**Task directions**
Repeat the lines of the data exactly, from the first one through the one that contains "be tested without".

**Data shown**
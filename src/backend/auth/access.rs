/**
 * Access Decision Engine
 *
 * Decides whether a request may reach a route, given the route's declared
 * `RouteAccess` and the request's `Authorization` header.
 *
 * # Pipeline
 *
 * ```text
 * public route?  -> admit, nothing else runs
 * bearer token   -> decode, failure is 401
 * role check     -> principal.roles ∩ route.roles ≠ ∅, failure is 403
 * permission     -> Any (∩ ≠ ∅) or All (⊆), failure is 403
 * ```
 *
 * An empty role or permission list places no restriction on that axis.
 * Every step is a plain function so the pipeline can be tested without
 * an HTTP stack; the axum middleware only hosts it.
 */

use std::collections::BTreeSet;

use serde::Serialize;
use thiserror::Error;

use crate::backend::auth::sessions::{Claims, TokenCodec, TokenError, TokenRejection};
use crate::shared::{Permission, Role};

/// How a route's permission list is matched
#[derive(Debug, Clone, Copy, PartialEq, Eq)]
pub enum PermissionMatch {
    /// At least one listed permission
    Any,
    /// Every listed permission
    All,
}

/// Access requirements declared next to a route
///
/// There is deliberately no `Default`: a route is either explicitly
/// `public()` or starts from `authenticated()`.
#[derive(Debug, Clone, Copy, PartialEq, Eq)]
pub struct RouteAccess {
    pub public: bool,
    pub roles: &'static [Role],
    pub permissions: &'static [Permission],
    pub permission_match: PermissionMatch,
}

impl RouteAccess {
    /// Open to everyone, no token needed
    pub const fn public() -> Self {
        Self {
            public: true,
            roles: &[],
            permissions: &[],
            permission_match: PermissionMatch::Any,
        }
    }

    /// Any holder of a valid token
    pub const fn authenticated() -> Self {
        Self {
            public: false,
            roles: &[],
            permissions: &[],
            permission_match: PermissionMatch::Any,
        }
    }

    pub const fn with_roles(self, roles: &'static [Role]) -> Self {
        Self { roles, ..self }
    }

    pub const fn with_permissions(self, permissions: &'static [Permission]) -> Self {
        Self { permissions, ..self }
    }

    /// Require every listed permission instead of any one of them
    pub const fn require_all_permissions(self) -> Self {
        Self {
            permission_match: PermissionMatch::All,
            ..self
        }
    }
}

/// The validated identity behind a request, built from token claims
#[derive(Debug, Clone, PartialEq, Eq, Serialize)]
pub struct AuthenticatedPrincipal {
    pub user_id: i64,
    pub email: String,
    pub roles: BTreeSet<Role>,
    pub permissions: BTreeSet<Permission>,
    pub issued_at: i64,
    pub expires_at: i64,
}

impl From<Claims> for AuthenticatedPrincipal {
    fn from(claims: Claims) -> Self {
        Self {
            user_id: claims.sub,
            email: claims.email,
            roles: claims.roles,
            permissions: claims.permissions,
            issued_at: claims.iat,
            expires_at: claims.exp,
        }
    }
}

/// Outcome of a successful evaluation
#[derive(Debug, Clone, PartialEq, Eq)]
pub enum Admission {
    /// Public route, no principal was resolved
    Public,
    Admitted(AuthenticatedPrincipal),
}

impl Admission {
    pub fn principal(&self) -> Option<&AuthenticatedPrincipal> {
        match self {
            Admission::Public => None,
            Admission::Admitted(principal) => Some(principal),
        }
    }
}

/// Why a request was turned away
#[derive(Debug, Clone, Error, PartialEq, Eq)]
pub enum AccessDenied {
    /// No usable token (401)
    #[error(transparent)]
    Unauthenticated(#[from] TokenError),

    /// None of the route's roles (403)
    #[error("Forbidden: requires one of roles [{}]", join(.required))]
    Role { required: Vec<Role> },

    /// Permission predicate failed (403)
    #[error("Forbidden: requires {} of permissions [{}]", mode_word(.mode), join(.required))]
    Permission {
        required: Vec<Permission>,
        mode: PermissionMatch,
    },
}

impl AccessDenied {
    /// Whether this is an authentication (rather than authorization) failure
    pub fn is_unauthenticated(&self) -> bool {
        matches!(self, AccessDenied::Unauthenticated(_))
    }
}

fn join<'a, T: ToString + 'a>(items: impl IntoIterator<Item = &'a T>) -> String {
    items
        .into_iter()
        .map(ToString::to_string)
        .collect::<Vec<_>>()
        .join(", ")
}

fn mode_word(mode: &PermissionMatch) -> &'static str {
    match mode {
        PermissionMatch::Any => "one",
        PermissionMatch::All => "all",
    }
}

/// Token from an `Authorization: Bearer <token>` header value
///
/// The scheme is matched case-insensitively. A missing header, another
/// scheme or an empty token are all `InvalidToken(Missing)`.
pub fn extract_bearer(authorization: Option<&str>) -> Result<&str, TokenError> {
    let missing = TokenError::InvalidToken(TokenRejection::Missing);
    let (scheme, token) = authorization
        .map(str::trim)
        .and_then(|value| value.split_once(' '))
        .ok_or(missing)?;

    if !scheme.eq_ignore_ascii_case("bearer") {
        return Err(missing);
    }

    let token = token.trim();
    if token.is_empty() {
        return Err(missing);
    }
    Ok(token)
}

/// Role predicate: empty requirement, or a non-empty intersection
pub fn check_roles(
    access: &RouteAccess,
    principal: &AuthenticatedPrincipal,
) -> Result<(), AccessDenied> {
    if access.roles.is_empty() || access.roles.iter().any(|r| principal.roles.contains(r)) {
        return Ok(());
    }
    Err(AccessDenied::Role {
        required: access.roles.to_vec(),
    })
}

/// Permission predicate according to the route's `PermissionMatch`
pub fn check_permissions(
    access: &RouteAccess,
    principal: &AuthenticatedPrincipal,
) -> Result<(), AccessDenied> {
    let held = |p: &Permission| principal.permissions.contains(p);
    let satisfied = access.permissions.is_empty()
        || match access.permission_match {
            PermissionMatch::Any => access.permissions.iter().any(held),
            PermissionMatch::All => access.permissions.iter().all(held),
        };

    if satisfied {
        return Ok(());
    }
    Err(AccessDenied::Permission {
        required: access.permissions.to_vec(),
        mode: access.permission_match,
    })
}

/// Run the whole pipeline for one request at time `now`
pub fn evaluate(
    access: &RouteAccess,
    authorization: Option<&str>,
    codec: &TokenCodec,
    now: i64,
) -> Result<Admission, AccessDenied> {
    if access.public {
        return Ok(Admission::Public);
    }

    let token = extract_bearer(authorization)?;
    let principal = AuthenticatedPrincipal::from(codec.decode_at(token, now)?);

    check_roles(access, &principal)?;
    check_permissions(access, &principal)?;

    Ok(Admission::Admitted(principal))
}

**Problem solution**
filename src/backend/auth/access.rs
/**
 * Access Decision Engine
 *
 * Decides whether a request may reach a route, given the route's declared
 * `RouteAccess` and the request's `Authorization` header.
 *
 * # Pipeline
 *
 * ```text
 * public route?  -> admit, nothing else runs
 * bearer token   -> decode, failure is 401
 * role check     -> principal.roles ∩ route.roles ≠ ∅, failure is 403
 * permission     -> Any (∩ ≠ ∅) or All (⊆), failure is 403
 * ```
 *
 * An empty role or permission list places no restriction on that axis.
 * Every step is a plain function so the pipeline can be tested without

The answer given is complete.